|My Uncle John Tipton (on the right)|
Today is Veterans' Day. I would like to honor two of my uncles who served in World War II.
John Hannum Tipton was my father's younger brother. He was a paratrooper during World War II. He was captured by the Germans shortly after he parachuted into Belgium during World War II in 1943. He was a prisoner of war for two years. He escaped twice and was recaptured twice. He was liberated in April of 1945, two months after his mother died. His mother (my paternal grandmother) died think Uncle John died in the war. My younger brother John, who was born in 1944 was named after my Uncle John, in his memory, my father also thinking his brother had died in the war. Uncle John was held as a prisoner of war by the Germans in an Austrian castle. I wish I could have talked to him about that but his widow, my Aunt Peggy, said John would never talk about his experience except to say that they ate potato soup made of potato skins, which at that time was considered garbage. Little did the Germans know that their prisoners were eating the mot beneficial part of the potato. I love potato skins and twice baked stuffed potatoes. In fact I had one tonight. In a cruel twist of fate, my Uncle John died in an industrial accident at thirty-nine years of age. He was a painter. His overalls turpentine coated overalls caught on fire from a discarded cigarette. He died three days later of burns over eighty-percent of his body. The last time I saw him he was swathed in bandages and looked like a mummy. He was my favorite uncle. He was the only uncle I had who would give me an occasional friendly wink. He never treated me like a child. He was also my cousins favorite uncle. I was a pallbearer at his funeral. I cried uncontrollably when I helped to carry his casket (along with my two younger brothers, all of us in our Army uniforms - we were all in the Army at that time) when we entered the Catholic church to the choir singing. I will never forget that beautiful moment. Thank you Uncle John for your service to our country.
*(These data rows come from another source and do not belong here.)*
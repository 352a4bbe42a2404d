// CLI integration tests: the built binary against the in-process mock server.
mod common;

use std::process::Command;

use common::{MockQdrant, SERVER_VERSION, named_points, point};
use serde_json::Value;

fn cmd() -> Command {
    let exe = env!("CARGO_BIN_EXE_qdtk");
    let mut command = Command::new(exe);
    command
        .env_remove("QDRANT_URL")
        .env_remove("QDRANT_API_KEY")
        .env_remove("QDTK_LOG");
    command
}

fn parse_json(value: &str) -> Value {
    serde_json::from_str(value).expect("valid json")
}

fn parse_json_lines(output: &[u8]) -> Vec<Value> {
    String::from_utf8_lossy(output)
        .lines()
        .filter(|line| !line.trim().is_empty())
        .map(parse_json)
        .collect()
}

fn stderr_json(output: &[u8]) -> Value {
    let text = String::from_utf8_lossy(output);
    let line = text
        .lines()
        .find(|line| line.starts_with('{'))
        .expect("json line on stderr");
    parse_json(line)
}

#[test]
fn dump_to_stdout_is_pure_ndjson() {
    let server = MockQdrant::builder()
        .collection("docs", named_points(5))
        .start();
    let output = cmd()
        .args(["--url", server.base_url(), "dump", "-c", "docs", "-b", "2"])
        .output()
        .expect("dump");
    assert!(output.status.success(), "{output:?}");

    let lines = parse_json_lines(&output.stdout);
    assert_eq!(lines.len(), 5);
    for (idx, line) in lines.iter().enumerate() {
        assert_eq!(line["_collection"], "docs");
        assert_eq!(line["_id"], idx as u64 + 1);
        assert!(line.get("vector").is_none());
    }
}

#[test]
fn dump_to_file_with_limit_and_vectors() {
    let server = MockQdrant::builder()
        .collection("docs", named_points(12))
        .start();
    let temp = tempfile::tempdir().expect("tempdir");
    let path = temp.path().join("docs.jsonl");
    let output = cmd()
        .args(["--url", server.base_url(), "dump", "-c", "docs", "-l", "7", "-b", "5", "-v"])
        .arg("-o")
        .arg(&path)
        .output()
        .expect("dump");
    assert!(output.status.success(), "{output:?}");
    assert!(output.stdout.is_empty());
    let stderr = String::from_utf8_lossy(&output.stderr);
    assert!(stderr.contains("Dump completed: 7 points"), "{stderr}");

    let contents = std::fs::read(&path).expect("read output");
    let lines = parse_json_lines(&contents);
    assert_eq!(lines.len(), 7);
    assert_eq!(lines[6]["_id"], 7);
    assert_eq!(lines[0]["vector"][1], 0.5);
}

#[test]
fn dump_all_keeps_going_past_failed_collection() {
    let server = MockQdrant::builder()
        .collection("alpha", named_points(2))
        .broken_collection("broken", named_points(3))
        .collection("omega", vec![point(1, "z")])
        .start();
    let output = cmd()
        .args(["--url", server.base_url(), "dump", "-c", "all", "-p"])
        .output()
        .expect("dump");
    assert_eq!(output.status.code(), Some(0), "{output:?}");

    let lines = parse_json_lines(&output.stdout);
    assert_eq!(lines.len(), 3);
    assert_eq!(lines[2]["name"], "z");

    let notice = stderr_json(&output.stderr);
    assert_eq!(notice["notice"]["kind"], "collection_failed");
    assert_eq!(notice["notice"]["collection"], "broken");
    assert_eq!(notice["notice"]["details"]["status"], 500);
}

#[test]
fn dump_all_summary_counts_every_collection() {
    let server = MockQdrant::builder()
        .collection("a", named_points(3))
        .collection("b", named_points(4))
        .start();
    let temp = tempfile::tempdir().expect("tempdir");
    let path = temp.path().join("all.jsonl");
    let output = cmd()
        .args(["--url", server.base_url(), "dump", "-c", "*", "--no-progress"])
        .arg("-o")
        .arg(&path)
        .output()
        .expect("dump");
    assert!(output.status.success(), "{output:?}");
    let stderr = String::from_utf8_lossy(&output.stderr);
    assert!(
        stderr.contains("Dump completed: 7 points from 2 collections"),
        "{stderr}"
    );
}

#[test]
fn dump_missing_collection_exits_with_request_code() {
    let server = MockQdrant::builder().start();
    let output = cmd()
        .args(["--url", server.base_url(), "dump", "-c", "ghost"])
        .output()
        .expect("dump");
    assert_eq!(output.status.code(), Some(4));
    let err = stderr_json(&output.stderr);
    assert_eq!(err["error"]["kind"], "Request");
    assert_eq!(err["error"]["status"], 404);
    assert_eq!(err["error"]["collection"], "ghost");
}

#[test]
fn search_human_output_lists_hits() {
    let server = MockQdrant::builder()
        .collection("docs", vec![point(1, "red apple"), point(2, "green pear")])
        .start();
    let output = cmd()
        .args(["--url", server.base_url(), "search", "-c", "docs", "-q", "APPLE"])
        .output()
        .expect("search");
    assert!(output.status.success(), "{output:?}");
    let stdout = String::from_utf8_lossy(&output.stdout);
    assert!(stdout.contains("Searched 2 documents, found 1 matches"), "{stdout}");
    assert!(stdout.contains("[1] ID: 1"), "{stdout}");
    assert!(stdout.contains("    {"), "{stdout}");
    assert!(!stdout.contains("ID: 2"));
}

#[test]
fn search_raw_output_is_json_array() {
    let server = MockQdrant::builder()
        .collection("docs", named_points(20))
        .start();
    let output = cmd()
        .args(["--url", server.base_url(), "search", "-c", "docs", "-l", "3", "-r"])
        .output()
        .expect("search");
    assert!(output.status.success(), "{output:?}");
    let value = parse_json(&String::from_utf8_lossy(&output.stdout));
    let points = value.as_array().expect("array");
    assert_eq!(points.len(), 3);
    assert_eq!(points[0]["id"], 1);
    assert_eq!(points[0]["payload"]["name"], "item-1");
    assert_eq!(server.scroll_calls(), 1);
}

#[test]
fn list_and_stats_json() {
    let server = MockQdrant::builder()
        .collection("docs", named_points(4))
        .collection("more", named_points(6))
        .start();
    let list = cmd()
        .args(["--url", server.base_url(), "list", "--json"])
        .output()
        .expect("list");
    assert!(list.status.success(), "{list:?}");
    let value = parse_json(&String::from_utf8_lossy(&list.stdout));
    assert_eq!(value["collections"][0]["name"], "docs");
    assert_eq!(value["collections"][1]["points"], 6);

    let stats = cmd()
        .args(["--url", server.base_url(), "stats", "--json"])
        .output()
        .expect("stats");
    assert!(stats.status.success(), "{stats:?}");
    let value = parse_json(&String::from_utf8_lossy(&stats.stdout));
    assert_eq!(value["version"], SERVER_VERSION);
    assert_eq!(value["collections"], 2);
    assert_eq!(value["total_points"], 10);
}

#[test]
fn list_table_output() {
    let server = MockQdrant::builder()
        .collection("docs", named_points(4))
        .start();
    let output = cmd()
        .args(["--url", server.base_url(), "list", "-v"])
        .output()
        .expect("list");
    assert!(output.status.success(), "{output:?}");
    let stdout = String::from_utf8_lossy(&output.stdout);
    assert!(stdout.contains("Collections (1)"), "{stdout}");
    assert!(stdout.contains("NAME  POINTS  VECTORS  STATUS  SEGMENTS"), "{stdout}");
    assert!(stdout.contains("green"), "{stdout}");
}

#[test]
fn api_key_from_environment_is_used() {
    let server = MockQdrant::builder()
        .api_key("k-123")
        .collection("docs", named_points(1))
        .start();
    let denied = cmd()
        .args(["--url", server.base_url(), "list"])
        .output()
        .expect("list");
    assert_eq!(denied.status.code(), Some(3));
    let err = stderr_json(&denied.stderr);
    assert_eq!(err["error"]["kind"], "Authentication");

    let allowed = cmd()
        .env("QDRANT_API_KEY", "k-123")
        .args(["--url", server.base_url(), "list"])
        .output()
        .expect("list");
    assert!(allowed.status.success(), "{allowed:?}");
}

#[test]
fn missing_url_is_usage_error() {
    let output = cmd().args(["list"]).output().expect("list");
    assert_eq!(output.status.code(), Some(2));
    let err = stderr_json(&output.stderr);
    assert_eq!(err["error"]["kind"], "Usage");
    assert!(err["error"]["hint"].as_str().unwrap_or_default().contains("--url"));
}

#[test]
fn unknown_flag_is_usage_error() {
    let output = cmd()
        .args(["--url", "http://127.0.0.1:1", "dump", "--bogus"])
        .output()
        .expect("dump");
    assert_eq!(output.status.code(), Some(2));
    let err = stderr_json(&output.stderr);
    assert_eq!(err["error"]["kind"], "Usage");
}

#[test]
fn completion_needs_no_server() {
    let output = cmd().args(["completion", "bash"]).output().expect("completion");
    assert!(output.status.success());
    assert!(String::from_utf8_lossy(&output.stdout).contains("qdtk"));
}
|George Lincoln Hadfield, Jr.|
My other uncle who served in the Army during the war was my Mother's older brother, George Lincoln Hadfield. He served in Germany in the Engineer Corps. Uncle George survived the war. Never married. I always suspected he was gay but I have no proof of that. He also did not treat me like a child. He didn't wink at me but always was kind and warm to me. I looked forward to seeing him every Christmas when he would come around with a cash gift for me and my brothers. Uncle George lived with his father all his life. A year after his father (my grandfather) died, Uncle George also died in a freak accident. He retired from Lukens Steel on Friday, July 1, 1983. He was mowing his grass that Saturday July 2nd. A bee stung him in his throat. He went into shock and died Sunday July 3rd, 1983. The irony is that he lived his whole live with his father, who died the year before. Uncle George only got to live a year by himself before he died. I will always regret that I didn't have a chance to talk to him about why he never married. I was too caught up in my life at that time. But I do remember at my grandfather's funeral the year before when Uncle George saw me, he gave me a "knowing look." I had not seen him for some years (since I was a kind of ten or so) and he seem to "understand" that we were kindred spirits. Was Uncle George gay? I'll never know. He was hunter and very masculine. Uncle George private life will remain a family mystery.
Today I honor both of these men, uncles on both sides of my family for their service to our country and for being uncles who were to me more loving than my father was not. I often tried to imagine a life where either one of these men was my father instead of the father I had, who incidentally did not service in the service. He was medically exempt. Believe it or not my father was hit in the head with a hatchet when he was ten years old (I'm not kidding) and had a brain concussion and thus exempt from the service during World War II. Also the fact that he had three children under the age of five years. During the war my father was a long distance truck driver so he did his part for the War effort too, not to diminish him. But my father was distant and not loving or accepting. I've often wondered would I be gay if I had a father who was loving and accepting like my Uncle John or Uncle George? Well, I've went long enough on this tangent which was supposed to be a tribute to two of my uncles who service this country during time of war.
Thank you Uncle John and Uncle George. You will always live forever in my memory as loving and kind men.